All of lore.kernel.org
 help / color / mirror / Atom feed
From: Thomas Gleixner <tglx@linutronix.de>
To: Andy Lutomirski <luto@kernel.org>
Cc: Fenghua Yu <fenghua.yu@intel.com>, Ingo Molnar <mingo@redhat.com>,
	H Peter Anvin <hpa@zytor.com>, Ashok Raj <ashok.raj@intel.com>,
	Alan Cox <alan@linux.intel.com>,
	Ravi V Shankar <ravi.v.shankar@intel.com>,
	linux-kernel <linux-kernel@vger.kernel.org>, x86 <x86@kernel.org>
Subject: Re: [PATCH 6/7] x86/vdso: Add vDSO functions for user wait instructions
Date: Tue, 31 Jul 2018 23:22:12 +0200 (CEST)	[thread overview]

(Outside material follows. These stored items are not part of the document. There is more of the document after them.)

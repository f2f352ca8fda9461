//! Closed classification of every instruction in the registry.
//!
//! Checks such as "is this a stake withdraw" are a `match` on
//! [`InstructionKind`], never a comparison of program id strings.

#[derive(Debug, Clone, Copy, PartialEq, Eq, Hash)]
pub enum InstructionKind {
    System(SystemInstruction),
    Stake(StakeInstruction),
    ComputeBudget(ComputeBudgetInstruction),
    /// Shared by the Token and Token-2022 programs.
    Token(TokenInstruction),
    AssociatedTokenAccount(AssociatedTokenAccountInstruction),
    /// Memo and Memo-legacy.
    Memo,
    /// Unknown program, or unknown instruction of a known program.
    Unsupported,
}

#[derive(Debug, Clone, Copy, PartialEq, Eq, Hash)]
pub enum SystemInstruction {
    CreateAccount,
    Assign,
    Transfer,
    CreateAccountWithSeed,
    AdvanceNonceAccount,
    WithdrawNonceAccount,
    InitializeNonceAccount,
    AuthorizeNonceAccount,
    Allocate,
    AllocateWithSeed,
    AssignWithSeed,
    TransferWithSeed,
    UpgradeNonceAccount,
}

#[derive(Debug, Clone, Copy, PartialEq, Eq, Hash)]
pub enum StakeInstruction {
    Initialize,
    Authorize,
    DelegateStake,
    Split,
    Withdraw,
    Deactivate,
    SetLockup,
    Merge,
    AuthorizeWithSeed,
    InitializeChecked,
    AuthorizeChecked,
    AuthorizeCheckedWithSeed,
    SetLockupChecked,
}

#[derive(Debug, Clone, Copy, PartialEq, Eq, Hash)]
pub enum ComputeBudgetInstruction {
    RequestHeapFrame,
    SetComputeUnitLimit,
    SetComputeUnitPrice,
}

#[derive(Debug, Clone, Copy, PartialEq, Eq, Hash)]
pub enum TokenInstruction {
    InitializeAccount,
    InitializeMultisig,
    Transfer,
    Approve,
    Revoke,
    SetAuthority,
    MintTo,
    Burn,
    CloseAccount,
    FreezeAccount,
    ThawAccount,
    TransferChecked,
    ApproveChecked,
    MintToChecked,
    BurnChecked,
    InitializeAccount2,
    SyncNative,
    InitializeAccount3,
    InitializeImmutableOwner,
}

#[derive(Debug, Clone, Copy, PartialEq, Eq, Hash)]
pub enum AssociatedTokenAccountInstruction {
    Create,
    CreateIdempotent,
    RecoverNested,
}

/// Which authority a stake `Authorize*` instruction changes.
#[derive(Debug, Clone, Copy, PartialEq, Eq, Hash)]
pub enum StakeAuthorize {
    Staker,
    Withdrawer,
}

impl StakeAuthorize {
    pub fn from_u8(value: u8) -> Option<Self> {
        match value {
            0 => Some(StakeAuthorize::Staker),
            1 => Some(StakeAuthorize::Withdrawer),
            _ => None,
        }
    }

    pub fn name(&self) -> &'static str {
        match self {
            StakeAuthorize::Staker => "Stake",
            StakeAuthorize::Withdrawer => "Withdraw",
        }
    }
}

/// Authority changed by a token `SetAuthority` instruction.
#[derive(Debug, Clone, Copy, PartialEq, Eq, Hash)]
pub enum AuthorityType {
    MintTokens,
    FreezeAccount,
    AccountOwner,
    CloseAccount,
}

impl AuthorityType {
    pub fn from_u8(value: u8) -> Option<Self> {
        match value {
            0 => Some(AuthorityType::MintTokens),
            1 => Some(AuthorityType::FreezeAccount),
            2 => Some(AuthorityType::AccountOwner),
            3 => Some(AuthorityType::CloseAccount),
            _ => None,
        }
    }

    pub fn name(&self) -> &'static str {
        match self {
            AuthorityType::MintTokens => "Mint tokens",
            AuthorityType::FreezeAccount => "Freeze account",
            AuthorityType::AccountOwner => "Account owner",
            AuthorityType::CloseAccount => "Close account",
        }
    }
}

Message-ID: <alpine.DEB.2.21.1807312220490.1713@nanos.tec.linutronix.de> (raw)
In-Reply-To: <2267fbe6-37e8-7063-d48f-1879f31d3258@kernel.org>

On Mon, 23 Jul 2018, Andy Lutomirski wrote:
> On 07/23/2018 05:55 AM, Fenghua Yu wrote:
> >     static void __init init_vdso_funcs_data(void)
> >   {
> > +	struct system_counterval_t sys_counterval;
> > +
> >   	if (static_cpu_has(X86_FEATURE_MOVDIRI))
> >   		vdso_funcs_data.movdiri_supported = true;
> >   	if (static_cpu_has(X86_FEATURE_MOVDIR64B))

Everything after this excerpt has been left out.